In the conference call, he disputed the idea that the QNX operating system was a “me-too” platform, trying to catch up to rivals. It’s a proven multi-threaded OS, he said, widely used in a range of markets including automotive telematics and core Internet routers (it’s the basis of Cisco’s IOS XR software for carrier routers, for example). “It’s not in a catch-up race,” he said with a slight laugh. “It’s very competitive.”
RIM’s PlayBook tablet in 2011 was the first RIM product to run it, and reviews of the user interface — shaped by the design expertise of another RIM acquisition in late 2010, Swedish-based UI designers The Astonishing Tribe — and of the underlying operating system were generally favorable [a YouTube video shows the UI in action]. RIM will release Version 2.0 for the PlayBook in February. The company plans to introduce a range of other products in the latter half of 2012, based on the QNX code, now dubbed BlackBerry 10.

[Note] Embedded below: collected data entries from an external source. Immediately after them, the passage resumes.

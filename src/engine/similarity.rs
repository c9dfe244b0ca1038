use crate::engine::hybrid::DiffOptions;
use crate::engine::line::FileSequence;
use derive_new::new;
use std::cmp::Ordering;
use std::collections::{HashMap, HashSet};

/// A scored pairing of an unresolved old line with an unresolved new line.
#[derive(Debug, Clone, PartialEq)]
pub struct Candidate {
    pub old: usize,
    pub new: usize,
    pub score: f64,
}

/// Fuzzy second-pass matcher for the lines the exact pass left unresolved.
///
/// Every cross pair is scored with a weighted blend of content similarity
/// (normalized Levenshtein over the comparison keys) and context similarity
/// (cosine over bag-of-words vectors of the surrounding lines). Pairs are
/// then consumed greedily in descending score order, subject to the
/// threshold, one-use-per-index, and order preservation against every
/// already-placed pair. The greedy sweep is a heuristic, not an optimal
/// assignment; ties fall to the smallest old index, then the smallest new
/// index, and callers depend on that tie-breaking.
#[derive(Debug, new)]
pub struct SimilarityMatcher<'s> {
    old: &'s FileSequence,
    new: &'s FileSequence,
    options: &'s DiffOptions,
}

impl SimilarityMatcher<'_> {
    /// Select a conflict-free, order-preserving set of fuzzy matches among
    /// the unresolved indices. `anchors` are the `(old, new)` pairs already
    /// placed by the exact pass; no selected candidate may invert the
    /// relative order of any placed pair.
    pub fn select(
        &self,
        unresolved_old: &[usize],
        unresolved_new: &[usize],
        anchors: &[(usize, usize)],
    ) -> Vec<Candidate> {
        if unresolved_old.is_empty() || unresolved_new.is_empty() {
            return Vec::new();
        }

        let old_contexts: HashMap<usize, HashMap<String, usize>> = unresolved_old
            .iter()
            .map(|&idx| (idx, context_counts(self.old, idx, self.options.context_radius)))
            .collect();
        let new_contexts: HashMap<usize, HashMap<String, usize>> = unresolved_new
            .iter()
            .map(|&idx| (idx, context_counts(self.new, idx, self.options.context_radius)))
            .collect();

        let mut candidates = Vec::with_capacity(unresolved_old.len() * unresolved_new.len());
        for &old in unresolved_old {
            let old_key = self.old.lines()[old].key.as_str();
            for &new in unresolved_new {
                let new_key = self.new.lines()[new].key.as_str();
                let content = content_score(old_key, new_key);
                let context = cosine_similarity(&old_contexts[&old], &new_contexts[&new]);
                let score =
                    self.options.content_weight * content + self.options.context_weight * context;
                candidates.push(Candidate { old, new, score });
            }
        }

        candidates.sort_by(|a, b| {
            b.score
                .partial_cmp(&a.score)
                .unwrap_or(Ordering::Equal)
                .then_with(|| a.old.cmp(&b.old))
                .then_with(|| a.new.cmp(&b.new))
        });

        let mut placed: Vec<(usize, usize)> = anchors.to_vec();
        let mut used_old = HashSet::new();
        let mut used_new = HashSet::new();
        let mut selected = Vec::new();

        for candidate in candidates {
            if candidate.score < self.options.similarity_threshold {
                break;
            }
            if used_old.contains(&candidate.old) || used_new.contains(&candidate.new) {
                continue;
            }
            if crosses_placed_pair(&placed, candidate.old, candidate.new) {
                continue;
            }

            used_old.insert(candidate.old);
            used_new.insert(candidate.new);
            placed.push((candidate.old, candidate.new));
            selected.push(candidate);
        }

        selected
    }
}

/// True when pairing `(old, new)` would invert the relative order of an
/// already-placed pair.
fn crosses_placed_pair(placed: &[(usize, usize)], old: usize, new: usize) -> bool {
    placed
        .iter()
        .any(|&(a, b)| (a < old && b > new) || (a > old && b < new))
}

/// Content similarity in `[0, 1]`: one minus the Levenshtein distance
/// normalized by the longer key. Two empty keys count as identical.
fn content_score(a: &str, b: &str) -> f64 {
    let longest = a.chars().count().max(b.chars().count());
    if longest == 0 {
        return 1.0;
    }
    let distance = levenshtein(a, b);
    (1.0 - distance as f64 / longest as f64).clamp(0.0, 1.0)
}

/// Levenshtein edit distance over characters, two-row DP.
pub(crate) fn levenshtein(a: &str, b: &str) -> usize {
    if a == b {
        return 0;
    }
    let a: Vec<char> = a.chars().collect();
    let b: Vec<char> = b.chars().collect();
    if a.is_empty() {
        return b.len();
    }
    if b.is_empty() {
        return a.len();
    }

    let mut prev: Vec<usize> = (0..=b.len()).collect();
    let mut curr = vec![0usize; b.len() + 1];

    for (i, &ca) in a.iter().enumerate() {
        curr[0] = i + 1;
        for (j, &cb) in b.iter().enumerate() {
            let cost = usize::from(ca != cb);
            curr[j + 1] = (prev[j + 1] + 1).min(curr[j] + 1).min(prev[j] + cost);
        }
        std::mem::swap(&mut prev, &mut curr);
    }

    prev[b.len()]
}

/// Bag-of-words counts over the keys of the lines within `radius` of
/// `idx`, the line itself excluded. Out-of-range neighbors contribute
/// nothing.
fn context_counts(
    sequence: &FileSequence,
    idx: usize,
    radius: usize,
) -> HashMap<String, usize> {
    let lines = sequence.lines();
    let start = idx.saturating_sub(radius);
    let end = (idx + radius + 1).min(lines.len());

    let mut counts = HashMap::new();
    for (offset, line) in lines[start..end].iter().enumerate() {
        if start + offset == idx {
            continue;
        }
        for token in line.key.split_whitespace() {
            *counts.entry(token.to_string()).or_insert(0) += 1;
        }
    }
    counts
}

/// Cosine similarity between two non-negative frequency vectors, in
/// `[0, 1]`. Two empty contexts are treated as identical; exactly one
/// empty context shares nothing with the other.
fn cosine_similarity(a: &HashMap<String, usize>, b: &HashMap<String, usize>) -> f64 {
    if a.is_empty() && b.is_empty() {
        return 1.0;
    }
    if a.is_empty() || b.is_empty() {
        return 0.0;
    }

    let dot: f64 = a
        .iter()
        .filter_map(|(token, &count_a)| {
            b.get(token).map(|&count_b| count_a as f64 * count_b as f64)
        })
        .sum();

    let norm_a = a.values().map(|&v| (v * v) as f64).sum::<f64>().sqrt();
    let norm_b = b.values().map(|&v| (v * v) as f64).sum::<f64>().sqrt();
    let denominator = norm_a * norm_b;
    if denominator == 0.0 {
        return 0.0;
    }

    (dot / denominator).clamp(0.0, 1.0)
}

#[cfg(test)]
mod tests {
    use crate::engine::hybrid::DiffOptions;
    use crate::engine::line::FileSequence;
    use crate::engine::similarity::{
        SimilarityMatcher, content_score, cosine_similarity, crosses_placed_pair, levenshtein,
    };
    use pretty_assertions::assert_eq;
    use rstest::rstest;
    use std::collections::HashMap;

    fn counts(tokens: &[&str]) -> HashMap<String, usize> {
        let mut counts = HashMap::new();
        for token in tokens {
            *counts.entry(token.to_string()).or_insert(0) += 1;
        }
        counts
    }

    #[rstest]
    #[case("", "", 0)]
    #[case("abc", "abc", 0)]
    #[case("abc", "", 3)]
    #[case("", "xyz", 3)]
    #[case("kitten", "sitting", 3)]
    #[case("flaw", "lawn", 2)]
    fn computes_levenshtein_distance(#[case] a: &str, #[case] b: &str, #[case] expected: usize) {
        assert_eq!(levenshtein(a, b), expected);
    }

    #[rstest]
    fn content_score_is_normalized_by_longer_key() {
        // distance 3 over length 7
        let score = content_score("kitten", "sitting");
        assert!((score - (1.0 - 3.0 / 7.0)).abs() < 1e-12);
    }

    #[rstest]
    fn content_score_of_empty_keys_is_one() {
        assert_eq!(content_score("", ""), 1.0);
    }

    #[rstest]
    fn cosine_of_identical_bags_is_one() {
        let bag = counts(&["int", "x", "=", "5"]);
        assert!((cosine_similarity(&bag, &bag) - 1.0).abs() < 1e-12);
    }

    #[rstest]
    fn cosine_of_disjoint_bags_is_zero() {
        let a = counts(&["foo"]);
        let b = counts(&["bar"]);
        assert_eq!(cosine_similarity(&a, &b), 0.0);
    }

    #[rstest]
    fn cosine_of_two_empty_bags_is_one() {
        assert_eq!(cosine_similarity(&HashMap::new(), &HashMap::new()), 1.0);
        assert_eq!(cosine_similarity(&HashMap::new(), &counts(&["x"])), 0.0);
    }

    #[rstest]
    fn detects_order_inversions_against_placed_pairs() {
        let placed = vec![(2, 2)];
        assert!(crosses_placed_pair(&placed, 1, 3));
        assert!(crosses_placed_pair(&placed, 3, 1));
        assert!(!crosses_placed_pair(&placed, 1, 1));
        assert!(!crosses_placed_pair(&placed, 3, 3));
    }

    #[rstest]
    fn matches_similar_lines_above_threshold() {
        let old = FileSequence::verbatim(["foo(a,b)"]);
        let new = FileSequence::verbatim(["foo(a, b, c)"]);
        let options = DiffOptions::default();

        let matcher = SimilarityMatcher::new(&old, &new, &options);
        let selected = matcher.select(&[0], &[0], &[]);

        assert_eq!(selected.len(), 1);
        assert_eq!((selected[0].old, selected[0].new), (0, 0));
        assert!(selected[0].score >= options.similarity_threshold);
    }

    #[rstest]
    fn rejects_pairs_below_threshold() {
        let old = FileSequence::verbatim(["alpha beta gamma"]);
        let new = FileSequence::verbatim(["0123456789012345"]);
        let options = DiffOptions::default();

        let matcher = SimilarityMatcher::new(&old, &new, &options);

        assert_eq!(matcher.select(&[0], &[0], &[]).len(), 0);
    }

    #[rstest]
    fn accepts_score_exactly_at_threshold() {
        // Identical keys and no context: content 1.0, context 1.0.
        let old = FileSequence::verbatim(["same line"]);
        let new = FileSequence::verbatim(["same line"]);
        let options = DiffOptions {
            similarity_threshold: 1.0,
            ..DiffOptions::default()
        };

        let matcher = SimilarityMatcher::new(&old, &new, &options);

        assert_eq!(matcher.select(&[0], &[0], &[]).len(), 1);
    }

    #[rstest]
    fn never_inverts_exact_match_anchors() {
        let old = FileSequence::verbatim(["shared_line_xyz", "anchor"]);
        let new = FileSequence::verbatim(["anchor", "shared_line_xyz"]);
        let options = DiffOptions::default();

        // The anchor maps old 1 -> new 0; pairing old 0 with new 1 would
        // cross it, however similar the lines are.
        let matcher = SimilarityMatcher::new(&old, &new, &options);
        let selected = matcher.select(&[0], &[1], &[(1, 0)]);

        assert_eq!(selected.len(), 0);
    }

    #[rstest]
    fn consumes_each_index_at_most_once() {
        let old = FileSequence::verbatim(["value = compute(input)"]);
        let new = FileSequence::verbatim(["value = compute(input);", "value = compute(inputs)"]);
        let options = DiffOptions::default();

        let matcher = SimilarityMatcher::new(&old, &new, &options);
        let selected = matcher.select(&[0], &[0, 1], &[]);

        assert_eq!(selected.len(), 1);
        // Equal scores tie-break to the smallest new index.
        assert_eq!((selected[0].old, selected[0].new), (0, 0));
    }
}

As Heins noted, RIM isn’t licensing another’s technology, as Nokia is doing with Microsoft Windows Phone, nor building a new one from scratch as Palm did with webOS. Instead it can continue to refine the UI of a proven OS.
3. It’s all in the details: Getting RIM to grow up
While Heins didn’t overtly criticize his predecessors in the conference call, he made clear that the company’s weaknesses are. One is execution — getting a quality product to market on time and on budget. For several years, RIM has been plagued by product delays and other problems that stem from being unable or unwilling to bring a greater degree of discipline to product development.
“When I joined in 2007, RIM was growing and still acting as a startup,” he said. “But startup processes don’t scale.” Since his appointment as COO, he’s been focusing exactly on scaling a range of business processes, and said “we’ve improved a lot in the past 10 months.”
“We have to scale these processes further: [such as] resource management, rigid project management, rigid program management, and also the processes of defining a product and executing on the product,” Heins said.
Over the past 10 years, RIM “innovated while we were [still] developing the product — that needs to stop,” he said. Innovation needs to be focused and limited to the early stages of planning, prototyping and design. Once a product has been thus “defined,” the temptation to make changes has to be resisted, and “execution has to be precise and decisive.”
The challenge, and opportunity, Heins faces is somewhat similar to that at Apple. The current CEO, Tim Cook, was personally recruited by the late Steve Jobs to bring discipline to Apple’s development and management of an overseas supply chain, which has been critical to Apple’s volume sale of high quality products, and to its big profit margins. As a result of Cook’s success, Jobs recommended the board appoint Cook as his successor.
4. Marketing: Facing and listening to consumers
Another top priority is obtaining a chief marketing officer. “I want this ASAP,” Heins said. He wants someone who can communicate to RIM’s markets effectively. But that effectiveness will also depend on listening to customers in those markets, according to Heins. “I want us to have a bit more of an ear to the community, especially our consumer users’ space,” he said. “We need to do a better job there.”